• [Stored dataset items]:

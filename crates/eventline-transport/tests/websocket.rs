//! Integration tests for the WebSocket transport.
//!
//! These spin up a real WebSocket server on a loopback port and dial it
//! with [`WsConnector`] to verify that messages actually flow, that the
//! auth token travels through both negotiated mechanisms, and that a
//! server-side close surfaces as a clean end of stream.

use std::time::Duration;

use eventline_transport::{Connection, Connector, ROLE_SUBPROTOCOL, WsConnector};
use futures_util::{SinkExt, StreamExt};
use tokio::net::TcpListener;
use tokio_tungstenite::tungstenite::Message;
use tokio_tungstenite::tungstenite::handshake::server::{Request, Response};
use tokio_tungstenite::tungstenite::http::HeaderValue;

const CONNECT_TIMEOUT: Duration = Duration::from_secs(5);

/// Binds a listener on an OS-assigned port and returns it with the
/// matching `ws://` URL.
async fn bind_server() -> (TcpListener, String) {
    let listener = TcpListener::bind("127.0.0.1:0").await.expect("should bind");
    let addr = listener.local_addr().expect("local addr");
    (listener, format!("ws://{addr}"))
}

#[tokio::test]
async fn test_connect_send_recv_roundtrip() {
    let (listener, url) = bind_server().await;

    let server = tokio::spawn(async move {
        let (stream, _) = listener.accept().await.expect("accept");
        let mut ws = tokio_tungstenite::accept_async(stream)
            .await
            .expect("ws accept");

        let msg = ws.next().await.expect("client message").expect("ok");
        assert_eq!(msg.into_text().expect("text").as_str(), "hello from client");

        ws.send(Message::text("hello from server"))
            .await
            .expect("server send");
    });

    let connector = WsConnector::new(&url, None, CONNECT_TIMEOUT).expect("connector");
    let conn = connector.connect().await.expect("connect");

    conn.send("hello from client").await.expect("send");
    let received = conn.recv().await.expect("recv");
    assert_eq!(received.as_deref(), Some("hello from server"));

    server.await.expect("server task");
    conn.close().await.expect("close");
}

#[tokio::test]
async fn test_token_travels_in_query_and_subprotocol() {
    let (listener, url) = bind_server().await;
    let (captured_tx, captured_rx) = tokio::sync::oneshot::channel::<(String, String)>();

    let server = tokio::spawn(async move {
        let (stream, _) = listener.accept().await.expect("accept");

        let callback = move |req: &Request, mut resp: Response| {
            let query = req.uri().query().unwrap_or("").to_owned();
            let offered = req
                .headers()
                .get("sec-websocket-protocol")
                .and_then(|v| v.to_str().ok())
                .unwrap_or("")
                .to_owned();
            let _ = captured_tx.send((query, offered));

            // Select the role marker so negotiation completes.
            resp.headers_mut().insert(
                "sec-websocket-protocol",
                HeaderValue::from_static(ROLE_SUBPROTOCOL),
            );
            Ok(resp)
        };

        let _ws = tokio_tungstenite::accept_hdr_async(stream, callback)
            .await
            .expect("ws accept");
    });

    let connector = WsConnector::new(&url, Some("s3cret"), CONNECT_TIMEOUT).expect("connector");
    let _conn = connector.connect().await.expect("connect");

    let (query, offered) = captured_rx.await.expect("handshake captured");
    assert!(query.contains("token=s3cret"), "query was {query:?}");
    assert!(offered.contains(ROLE_SUBPROTOCOL), "offered was {offered:?}");
    assert!(offered.contains("s3cret"), "offered was {offered:?}");

    server.await.expect("server task");
}

#[tokio::test]
async fn test_recv_returns_none_on_server_close() {
    let (listener, url) = bind_server().await;

    let server = tokio::spawn(async move {
        let (stream, _) = listener.accept().await.expect("accept");
        let mut ws = tokio_tungstenite::accept_async(stream)
            .await
            .expect("ws accept");
        ws.send(Message::Close(None)).await.expect("close frame");
    });

    let connector = WsConnector::new(&url, None, CONNECT_TIMEOUT).expect("connector");
    let conn = connector.connect().await.expect("connect");

    let received = conn.recv().await.expect("recv should not error");
    assert!(received.is_none(), "close should surface as None");

    server.await.expect("server task");
}

#[tokio::test]
async fn test_connect_fails_when_nothing_listens() {
    // Bind and immediately drop so the port is very likely unoccupied.
    let (listener, url) = bind_server().await;
    drop(listener);

    let connector = WsConnector::new(&url, None, CONNECT_TIMEOUT).expect("connector");
    let result = connector.connect().await;
    assert!(result.is_err(), "dialing a dead port should fail");
}
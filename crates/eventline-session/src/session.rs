//! The per-connection session record.

use std::time::{Duration, Instant};

use crate::ServerVersion;

/// State derived from a successful handshake.
///
/// Created when the bridge's `established` greeting arrives and dropped on
/// every disconnect — the engine never carries a session across connection
/// epochs.
#[derive(Debug, Clone)]
pub struct ClientSession {
    client_id: String,
    raw_version: String,
    version: Option<ServerVersion>,
    last_heartbeat: Instant,
}

impl ClientSession {
    /// Builds a session from the `established` greeting's fields.
    ///
    /// The heartbeat clock starts now, so a server that never pings is
    /// measured from the moment the session began.
    pub fn new(client_id: impl Into<String>, version: impl Into<String>) -> Self {
        let raw_version = version.into();
        let version = ServerVersion::parse(&raw_version);
        Self {
            client_id: client_id.into(),
            raw_version,
            version,
            last_heartbeat: Instant::now(),
        }
    }

    /// The identifier the bridge assigned to this client.
    pub fn client_id(&self) -> &str {
        &self.client_id
    }

    /// The version string exactly as the bridge reported it.
    pub fn raw_version(&self) -> &str {
        &self.raw_version
    }

    /// The parsed server version, if it was a well-formed triple.
    pub fn version(&self) -> Option<ServerVersion> {
        self.version
    }

    /// Whether this session's server emits heartbeat pings. Unparseable
    /// versions count as unsupported.
    pub fn supports_heartbeat(&self) -> bool {
        self.version
            .is_some_and(|v| v.supports_heartbeat())
    }

    /// Records that a heartbeat arrived just now.
    pub fn record_heartbeat(&mut self) {
        self.last_heartbeat = Instant::now();
    }

    /// Time since the last heartbeat (or since the session began, when no
    /// heartbeat has arrived yet).
    pub fn heartbeat_elapsed(&self) -> Duration {
        self.last_heartbeat.elapsed()
    }
}
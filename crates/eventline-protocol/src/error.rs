//! Error types for the protocol layer.

/// Errors that can occur while encoding or decoding bridge payloads.
///
/// A decode error refers to a single payload; the engine logs it and drops
/// that message rather than tearing the connection down.
#[derive(Debug, thiserror::Error)]
pub enum ProtocolError {
    /// The payload is not valid JSON at all.
    #[error("payload is not valid JSON: {0}")]
    Parse(#[source] serde_json::Error),

    /// The payload parsed, but is not a JSON object.
    #[error("payload is not a JSON object")]
    NotAnObject,

    /// The payload named a known discriminator but its fields did not
    /// match that variant's shape.
    #[error("decode failed for {event_type:?}: {source}")]
    Decode {
        event_type: String,
        #[source]
        source: serde_json::Error,
    },

    /// Serializing an event failed.
    #[error("encode failed: {0}")]
    Encode(#[source] serde_json::Error),
}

• [TASK GOAL]:
A single number is the whole answer here: the number of lines in the data containing "began".

• [OUTPUT BELOW]:
2